> [PROMPT] Search the entries for the word "picking" and pull out each line that has it.

> [DATA SHOWN]
//! Scene files: viewport, camera and the triangles to pick from.
//!
//! ```json
//! {
//!   "viewport": { "width": 1280, "height": 720 },
//!   "camera": { "projection": { "type": "perspective", "fovy": 60, "near": 0.1, "far": 256 },
//!               "view": { "type": "orbit", "zoom": -2 } },
//!   "models": [
//!     { "geometry": { "type": "triangle", "vertices": [[0.5, -0.5, 0], [-0.5, -0.5, 0], [0, 0.5, 0]] } },
//!     { "geometry": { "type": "mesh", "path": "tentacle.stl", "centered": true },
//!       "transform": [[0.025, 0, 0, 0], [0, 0.025, 0, 0], [0, 0, 0.025, 0], [0, 0, 0, 1]] }
//!   ]
//! }
//! ```
//!
//! Models are flattened in file order; that order fixes triangle indices.

use std::{
    fs,
    path::{Path, PathBuf},
};

use serde::{de::Error as _, Deserialize, Serialize};

use crate::{
    camera::{Camera, FrameTransform},
    error::Error,
    geometry::{Mesh, Triangle},
    matrix::Matrix4x4,
    picking::{self, PickError, PickMode, PickResult, Pointer, Viewport},
    transform::Transform,
    vec3::Vec3,
};

#[derive(Clone, Debug, Deserialize, Serialize)]
#[serde(tag = "type", rename_all = "snake_case")]
pub enum GeometryDescription {
    Triangle {
        vertices: Triangle,
    },
    /// STL file, relative to the scene file.
    Mesh {
        path: PathBuf,
        #[serde(default)]
        centered: bool,
    },
}

#[derive(Clone, Debug, Deserialize, Serialize)]
pub struct ModelDescription {
    pub geometry: GeometryDescription,
    #[serde(default, skip_serializing_if = "Option::is_none")]
    pub transform: Option<Matrix4x4<f64>>,
}

#[derive(Clone, Debug, Deserialize, Serialize)]
pub struct SceneDescription {
    #[serde(default)]
    pub viewport: Viewport,
    #[serde(default)]
    pub camera: Camera,
    #[serde(default)]
    pub models: Vec<ModelDescription>,
}

/// Loaded, read-only pick input.
#[derive(Clone, Debug)]
pub struct Scene {
    pub viewport: Viewport,
    pub camera: Camera,
    triangles: Vec<Triangle>,
}

impl Scene {
    pub fn new(viewport: Viewport, camera: Camera, triangles: Vec<Triangle>) -> Self {
        Self {
            viewport,
            camera,
            triangles,
        }
    }

    pub fn load<P: AsRef<Path>>(path: P) -> Result<Self, Error> {
        let path = path.as_ref();
        let text = fs::read_to_string(path)?;
        let base = path.parent().unwrap_or_else(|| Path::new("."));

        let scene = Self::from_json(&text, base)?;
        log::info!("loaded scene {} with {} triangles", path.display(), scene.triangles.len());

        Ok(scene)
    }

    /// Parses a scene; mesh paths resolve against `base`.
    pub fn from_json(text: &str, base: &Path) -> Result<Self, Error> {
        let description: SceneDescription = serde_json::from_str(text)?;
        Self::from_description(description, base)
    }

    pub fn from_description(description: SceneDescription, base: &Path) -> Result<Self, Error> {
        let mut triangles = Vec::new();

        for model in description.models {
            let mut mesh = match model.geometry {
                GeometryDescription::Triangle { vertices } => Mesh::new(vec![vertices]),
                GeometryDescription::Mesh { path, centered } => {
                    let mesh = Mesh::load(base.join(path))?;
                    if centered {
                        mesh.centered()
                    } else {
                        mesh
                    }
                }
            };

            if let Some(transformation) = model.transform {
                let mut vertices = mesh.triangles().iter().flat_map(|t| t.vertices().iter());
                if vertices.any(|v| transformation.transform_point(*v).is_none()) {
                    return Err(Error::Scene(serde_json::Error::custom(
                        "model transform sends a vertex to infinity (w = 0)",
                    )));
                }
                mesh.transform(&transformation);
            }

            triangles.extend(mesh.into_triangles());
        }

        Ok(Self::new(description.viewport, description.camera, triangles))
    }

    /// Three triangles stacked along the view axis at `z = -0.5, 0, 0.5`.
    pub fn overlapping() -> Self {
        let triangles = (-1..2)
            .map(|i| {
                let z = f64::from(i) * 0.5;
                Triangle::new(Vec3::new(0.5, -0.5, z), Vec3::new(-0.5, -0.5, z), Vec3::new(0.0, 0.5, z))
            })
            .collect();

        Self::new(Viewport::default(), Camera::default(), triangles)
    }

    /// Three triangles arranged as the corners of a larger one.
    pub fn pyramid() -> Self {
        let v = |x, y| Vec3::new(x, y, 0.0);
        let triangles = vec![
            Triangle::new(v(0.5, 0.0), v(-0.5, 0.0), v(0.0, 1.0)),
            Triangle::new(v(0.0, -1.0), v(-1.0, -1.0), v(-0.5, 0.0)),
            Triangle::new(v(1.0, -1.0), v(0.0, -1.0), v(0.5, 0.0)),
        ];

        Self::new(Viewport::default(), Camera::default(), triangles)
    }

    /// Built-in scene by name.
    pub fn preset(name: &str) -> Option<Self> {
        match name {
            "overlapping" => Some(Self::overlapping()),
            "pyramid" => Some(Self::pyramid()),
            _ => None,
        }
    }

    #[inline]
    pub fn triangles(&self) -> &[Triangle] {
        &self.triangles
    }

    pub fn frame(&self) -> FrameTransform {
        self.camera.frame(self.viewport)
    }

    /// Picks with the scene's own camera and viewport.
    pub fn pick(&self, pointer: Pointer, mode: PickMode) -> Result<PickResult, PickError> {
        picking::pick(pointer, self.viewport, &self.frame(), &self.triangles, mode)
    }
}

#[test]
fn presets_have_three_triangles() {
    assert_eq!(3, Scene::overlapping().triangles().len());
    assert_eq!(3, Scene::pyramid().triangles().len());
    assert!(Scene::preset("teapot").is_none());
}

#[test]
fn model_transform_applies_to_triangles() {
    let json = r#"{
        "viewport": { "width": 640, "height": 480 },
        "models": [
            { "geometry": { "type": "triangle", "vertices": [[0, 0, 0], [1, 0, 0], [0, 1, 0]] } },
            { "geometry": { "type": "triangle", "vertices": [[0, 0, 0], [1, 0, 0], [0, 1, 0]] },
              "transform": [[1, 0, 0, 0], [0, 1, 0, 0], [0, 0, 1, 3], [0, 0, 0, 1]] }
        ]
    }"#;
    let scene = Scene::from_json(json, Path::new(".")).unwrap();

    assert_eq!(Viewport::new(640, 480), scene.viewport);
    assert_eq!(Camera::default(), scene.camera);
    assert_eq!(2, scene.triangles().len());
    assert_eq!(0.0, scene.triangles()[0].vertices()[0].z);
    assert_eq!(3.0, scene.triangles()[1].vertices()[0].z);
}

#[test]
fn projective_transform_to_infinity_is_rejected() {
    // The last row zeroes `w` for the vertex at the origin.
    let json = r#"{
        "models": [
            { "geometry": { "type": "triangle", "vertices": [[0, 0, 0], [1, 0, 0], [0, 1, 0]] },
              "transform": [[1, 0, 0, 0], [0, 1, 0, 0], [0, 0, 1, 0], [1, 0, 0, 0]] }
        ]
    }"#;

    assert!(matches!(Scene::from_json(json, Path::new(".")), Err(Error::Scene(..))));
}

#[test]
fn missing_mesh_is_an_io_error() {
    let json = r#"{ "models": [ { "geometry": { "type": "mesh", "path": "does-not-exist.stl" } } ] }"#;

    assert!(matches!(Scene::from_json(json, Path::new(".")), Err(Error::Io(..))));
}

#[test]
fn unknown_geometry_is_a_scene_error() {
    let json = r#"{ "models": [ { "geometry": { "type": "sphere", "radius": 1 } } ] }"#;

    assert!(matches!(Scene::from_json(json, Path::new(".")), Err(Error::Scene(..))));
}
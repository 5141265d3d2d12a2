use crate::vec3::Vec3;

/// Where a ray struck a surface.
#[derive(Copy, Clone, Debug, PartialEq)]
pub struct Intersection {
    /// Ray parameter of the hit.
    pub t: f64,
    pub point: Vec3<f64>,
    /// Unit face normal.
    pub normal: Vec3<f64>,
    /// Barycentric weights of `v1` and `v2`.
    pub uv: (f64, f64),
}

impl Intersection {
    pub fn new(t: f64, point: Vec3<f64>, normal: Vec3<f64>, uv: (f64, f64)) -> Self {
        Self { t, point, normal, uv }
    }
}
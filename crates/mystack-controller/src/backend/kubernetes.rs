// Copyright (C) 2025 SyncMyOrders Sp. z o.o.
// SPDX-License-Identifier: AGPL-3.0-or-later
//! Kubernetes backend.
//!
//! Translates resource descriptors into typed `k8s-openapi` objects and
//! drives them through the API server with `kube`.

use std::collections::BTreeMap;
use std::path::Path;

use async_trait::async_trait;
use k8s_openapi::api::apps::v1::{
    Deployment as K8sDeployment, DeploymentSpec as K8sDeploymentSpec,
};
use k8s_openapi::api::batch::v1::{Job, JobSpec};
use k8s_openapi::api::core::v1::{
    Container, ContainerPort, EnvVar as K8sEnvVar, ExecAction, Namespace,
    PersistentVolumeClaim, PersistentVolumeClaimSpec, PersistentVolumeClaimVolumeSource,
    PodSpec, PodTemplateSpec, Probe, Service as K8sService, ServicePort,
    ServiceSpec as K8sServiceSpec, Volume, VolumeMount as K8sVolumeMount,
    VolumeResourceRequirements,
};
use k8s_openapi::apimachinery::pkg::api::resource::Quantity;
use k8s_openapi::apimachinery::pkg::apis::meta::v1::{LabelSelector, ObjectMeta};
use k8s_openapi::apimachinery::pkg::util::intstr::IntOrString;
use kube::api::{Api, DeleteParams, PostParams};
use kube::config::{KubeConfigOptions, Kubeconfig};
use kube::{Client, Resource};
use tracing::debug;

use super::traits::*;
use crate::cluster::{Deployment, NamespaceSpec, Service, SetupJob, VolumeClaim};
use crate::config::Config;

/// Backend talking to a Kubernetes API server.
#[derive(Clone)]
pub struct KubeBackend {
    client: Client,
    field_manager: String,
}

impl KubeBackend {
    /// Wrap an existing client.
    pub fn new(client: Client, field_manager: impl Into<String>) -> Self {
        Self {
            client,
            field_manager: field_manager.into(),
        }
    }

    /// Connect using the kubeconfig from `config`, or in-cluster/default
    /// discovery when none is set.
    pub async fn from_config(config: &Config) -> Result<Self> {
        let client = create_client(config.kubeconfig.as_deref()).await?;
        Ok(Self::new(client, config.field_manager.clone()))
    }

    fn post_params(&self) -> PostParams {
        PostParams {
            field_manager: Some(self.field_manager.clone()),
            ..PostParams::default()
        }
    }

    async fn create<K>(&self, api: Api<K>, object: &K) -> Result<()>
    where
        K: Resource + Clone + serde::de::DeserializeOwned + serde::Serialize + std::fmt::Debug,
    {
        api.create(&self.post_params(), object)
            .await
            .map(|_| ())
            .map_err(map_kube_error)
    }

    async fn delete<K>(&self, api: Api<K>, name: &str) -> Result<()>
    where
        K: Resource + Clone + serde::de::DeserializeOwned + std::fmt::Debug,
    {
        api.delete(name, &DeleteParams::background())
            .await
            .map(|_| ())
            .map_err(map_kube_error)
    }
}

impl std::fmt::Debug for KubeBackend {
    fn fmt(&self, f: &mut std::fmt::Formatter<'_>) -> std::fmt::Result {
        f.debug_struct("KubeBackend")
            .field("field_manager", &self.field_manager)
            .finish_non_exhaustive()
    }
}

/// Create a kube client from an optional kubeconfig path.
pub async fn create_client(kubeconfig: Option<&Path>) -> Result<Client> {
    let config = match kubeconfig {
        Some(path) => {
            let kubeconfig = Kubeconfig::read_from(path).map_err(|e| {
                BackendError::Unavailable(format!("failed to read kubeconfig: {}", e))
            })?;
            kube::Config::from_custom_kubeconfig(kubeconfig, &KubeConfigOptions::default())
                .await
                .map_err(|e| {
                    BackendError::Unavailable(format!("failed to load kubeconfig: {}", e))
                })?
        }
        None => kube::Config::infer().await.map_err(|e| {
            BackendError::Unavailable(format!("failed to infer config: {}", e))
        })?,
    };
    Client::try_from(config)
        .map_err(|e| BackendError::Unavailable(format!("failed to create client: {}", e)))
}

fn map_kube_error(err: kube::Error) -> BackendError {
    match err {
        kube::Error::Api(ae) if ae.code == 409 => BackendError::AlreadyExists(ae.message),
        kube::Error::Api(ae) if ae.code == 404 => BackendError::NotFound(ae.message),
        kube::Error::Api(ae) => BackendError::Api(ae.message),
        other => BackendError::from_message(other.to_string()),
    }
}

fn meta(name: &str, namespace: Option<&str>, labels: &BTreeMap<String, String>) -> ObjectMeta {
    ObjectMeta {
        name: Some(name.to_string()),
        namespace: namespace.map(str::to_string),
        labels: Some(labels.clone()),
        ..ObjectMeta::default()
    }
}

fn seconds(duration: std::time::Duration) -> i32 {
    i32::try_from(duration.as_secs()).unwrap_or(i32::MAX)
}

fn namespace_object(spec: &NamespaceSpec) -> Namespace {
    Namespace {
        metadata: meta(&spec.name, None, &spec.labels),
        ..Namespace::default()
    }
}

fn pvc_object(claim: &VolumeClaim) -> PersistentVolumeClaim {
    PersistentVolumeClaim {
        metadata: meta(&claim.name, Some(&claim.namespace), &claim.labels),
        spec: Some(PersistentVolumeClaimSpec {
            access_modes: Some(vec!["ReadWriteOnce".to_string()]),
            resources: Some(VolumeResourceRequirements {
                requests: Some(BTreeMap::from([(
                    "storage".to_string(),
                    Quantity(claim.storage.clone()),
                )])),
                ..VolumeResourceRequirements::default()
            }),
            ..PersistentVolumeClaimSpec::default()
        }),
        ..PersistentVolumeClaim::default()
    }
}

fn job_object(job: &SetupJob) -> Job {
    Job {
        metadata: meta(&job.name, Some(&job.namespace), &job.labels),
        spec: Some(JobSpec {
            backoff_limit: Some(0),
            active_deadline_seconds: Some(i64::from(seconds(job.timeout))),
            template: PodTemplateSpec {
                metadata: Some(ObjectMeta {
                    labels: Some(job.labels.clone()),
                    ..ObjectMeta::default()
                }),
                spec: Some(PodSpec {
                    restart_policy: Some("Never".to_string()),
                    containers: vec![Container {
                        name: job.name.clone(),
                        image: Some(job.image.clone()),
                        ..Container::default()
                    }],
                    ..PodSpec::default()
                }),
            },
            ..JobSpec::default()
        }),
        ..Job::default()
    }
}

fn deployment_object(deployment: &Deployment) -> K8sDeployment {
    let ports: Vec<ContainerPort> = deployment
        .container_ports()
        .into_iter()
        .map(|port| ContainerPort {
            container_port: i32::from(port),
            ..ContainerPort::default()
        })
        .collect();

    let env: Vec<K8sEnvVar> = deployment
        .env
        .iter()
        .map(|var| K8sEnvVar {
            name: var.name.clone(),
            value: Some(var.value.clone()),
            ..K8sEnvVar::default()
        })
        .collect();

    let readiness_probe = deployment.readiness_probe.as_ref().map(|probe| Probe {
        exec: Some(ExecAction {
            command: Some(probe.command.clone()),
        }),
        period_seconds: Some(seconds(probe.period())),
        ..Probe::default()
    });

    let (volumes, volume_mounts) = match &deployment.volume_mount {
        Some(mount) => (
            Some(vec![Volume {
                name: mount.name.clone(),
                persistent_volume_claim: Some(PersistentVolumeClaimVolumeSource {
                    claim_name: mount.name.clone(),
                    ..PersistentVolumeClaimVolumeSource::default()
                }),
                ..Volume::default()
            }]),
            Some(vec![K8sVolumeMount {
                name: mount.name.clone(),
                mount_path: mount.mount_path.clone(),
                ..K8sVolumeMount::default()
            }]),
        ),
        None => (None, None),
    };

    let selector = BTreeMap::from([(
        crate::cluster::APP_LABEL.to_string(),
        deployment.name.clone(),
    )]);

    K8sDeployment {
        metadata: meta(&deployment.name, Some(&deployment.namespace), &deployment.labels),
        spec: Some(K8sDeploymentSpec {
            replicas: Some(1),
            selector: LabelSelector {
                match_labels: Some(selector),
                ..LabelSelector::default()
            },
            template: PodTemplateSpec {
                metadata: Some(ObjectMeta {
                    labels: Some(deployment.labels.clone()),
                    ..ObjectMeta::default()
                }),
                spec: Some(PodSpec {
                    containers: vec![Container {
                        name: deployment.name.clone(),
                        image: Some(deployment.image.clone()),
                        env: (!env.is_empty()).then_some(env),
                        ports: (!ports.is_empty()).then_some(ports),
                        readiness_probe,
                        volume_mounts,
                        ..Container::default()
                    }],
                    volumes,
                    ..PodSpec::default()
                }),
            },
            ..K8sDeploymentSpec::default()
        }),
        ..K8sDeployment::default()
    }
}

fn service_object(service: &Service) -> K8sService {
    let ports: Vec<ServicePort> = service
        .ports
        .iter()
        .map(|mapping| ServicePort {
            name: Some(format!("port-{}", mapping.external)),
            port: i32::from(mapping.external),
            target_port: Some(IntOrString::Int(i32::from(mapping.target))),
            ..ServicePort::default()
        })
        .collect();

    // A service without ports is only valid as a headless service.
    let cluster_ip = ports.is_empty().then(|| "None".to_string());

    K8sService {
        metadata: meta(&service.name, Some(&service.namespace), &service.labels),
        spec: Some(K8sServiceSpec {
            selector: Some(service.selector.clone()),
            ports: (!ports.is_empty()).then_some(ports),
            cluster_ip,
            ..K8sServiceSpec::default()
        }),
        ..K8sService::default()
    }
}

fn job_status(job: &Job) -> JobStatus {
    let Some(status) = &job.status else {
        return JobStatus::Pending;
    };
    let reason = status.conditions.as_ref().and_then(|conditions| {
        conditions
            .iter()
            .find(|c| c.type_ == "Failed" && c.status == "True")
            .map(|c| match (&c.reason, &c.message) {
                (Some(reason), Some(message)) => format!("{}: {}", reason, message),
                (Some(reason), None) => reason.clone(),
                (None, Some(message)) => message.clone(),
                (None, None) => "job failed".to_string(),
            })
    });
    JobStatus::from_counts(
        status.succeeded.unwrap_or(0),
        status.failed.unwrap_or(0),
        reason,
    )
}

fn deployment_status(deployment: &K8sDeployment) -> DeploymentStatus {
    let desired = deployment
        .spec
        .as_ref()
        .and_then(|s| s.replicas)
        .unwrap_or(1);
    let available = deployment
        .status
        .as_ref()
        .and_then(|s| s.available_replicas)
        .unwrap_or(0);
    DeploymentStatus::from_replicas(available, desired)
}

#[async_trait]
impl ClusterBackend for KubeBackend {
    fn backend_type(&self) -> &'static str {
        "kubernetes"
    }

    async fn create_namespace(&self, namespace: &NamespaceSpec) -> Result<()> {
        debug!(namespace = %namespace.name, "Creating namespace");
        let api: Api<Namespace> = Api::all(self.client.clone());
        self.create(api, &namespace_object(namespace)).await
    }

    async fn namespace_exists(&self, name: &str) -> Result<bool> {
        let api: Api<Namespace> = Api::all(self.client.clone());
        api.get_opt(name)
            .await
            .map(|ns| ns.is_some())
            .map_err(map_kube_error)
    }

    async fn delete_namespace(&self, name: &str) -> Result<()> {
        debug!(namespace = %name, "Deleting namespace");
        let api: Api<Namespace> = Api::all(self.client.clone());
        self.delete(api, name).await
    }

    async fn create_pvc(&self, claim: &VolumeClaim) -> Result<()> {
        debug!(namespace = %claim.namespace, name = %claim.name, "Creating volume claim");
        let api: Api<PersistentVolumeClaim> = Api::namespaced(self.client.clone(), &claim.namespace);
        self.create(api, &pvc_object(claim)).await
    }

    async fn delete_pvc(&self, namespace: &str, name: &str) -> Result<()> {
        let api: Api<PersistentVolumeClaim> = Api::namespaced(self.client.clone(), namespace);
        self.delete(api, name).await
    }

    async fn create_job(&self, job: &SetupJob) -> Result<()> {
        debug!(namespace = %job.namespace, image = %job.image, "Creating setup job");
        let api: Api<Job> = Api::namespaced(self.client.clone(), &job.namespace);
        self.create(api, &job_object(job)).await
    }

    async fn get_job(&self, namespace: &str, name: &str) -> Result<JobStatus> {
        let api: Api<Job> = Api::namespaced(self.client.clone(), namespace);
        let job = api.get(name).await.map_err(map_kube_error)?;
        Ok(job_status(&job))
    }

    async fn delete_job(&self, namespace: &str, name: &str) -> Result<()> {
        let api: Api<Job> = Api::namespaced(self.client.clone(), namespace);
        self.delete(api, name).await
    }

    async fn create_deployment(&self, deployment: &Deployment) -> Result<()> {
        debug!(
            namespace = %deployment.namespace,
            name = %deployment.name,
            image = %deployment.image,
            "Creating deployment"
        );
        let api: Api<K8sDeployment> = Api::namespaced(self.client.clone(), &deployment.namespace);
        self.create(api, &deployment_object(deployment)).await
    }

    async fn get_deployment(&self, namespace: &str, name: &str) -> Result<DeploymentStatus> {
        let api: Api<K8sDeployment> = Api::namespaced(self.client.clone(), namespace);
        let deployment = api.get(name).await.map_err(map_kube_error)?;
        Ok(deployment_status(&deployment))
    }

    async fn delete_deployment(&self, namespace: &str, name: &str) -> Result<()> {
        let api: Api<K8sDeployment> = Api::namespaced(self.client.clone(), namespace);
        self.delete(api, name).await
    }

    async fn create_service(&self, service: &Service) -> Result<()> {
        debug!(namespace = %service.namespace, name = %service.name, "Creating service");
        let api: Api<K8sService> = Api::namespaced(self.client.clone(), &service.namespace);
        self.create(api, &service_object(service)).await
    }

    async fn delete_service(&self, namespace: &str, name: &str) -> Result<()> {
        let api: Api<K8sService> = Api::namespaced(self.client.clone(), namespace);
        self.delete(api, name).await
    }
}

> [SOLUTION TO THIS EXERCISE]
    picking::{self, PickError, PickMode, PickResult, Pointer, Viewport},
        picking::pick(pointer, self.viewport, &self.frame(), &self.triangles, mode)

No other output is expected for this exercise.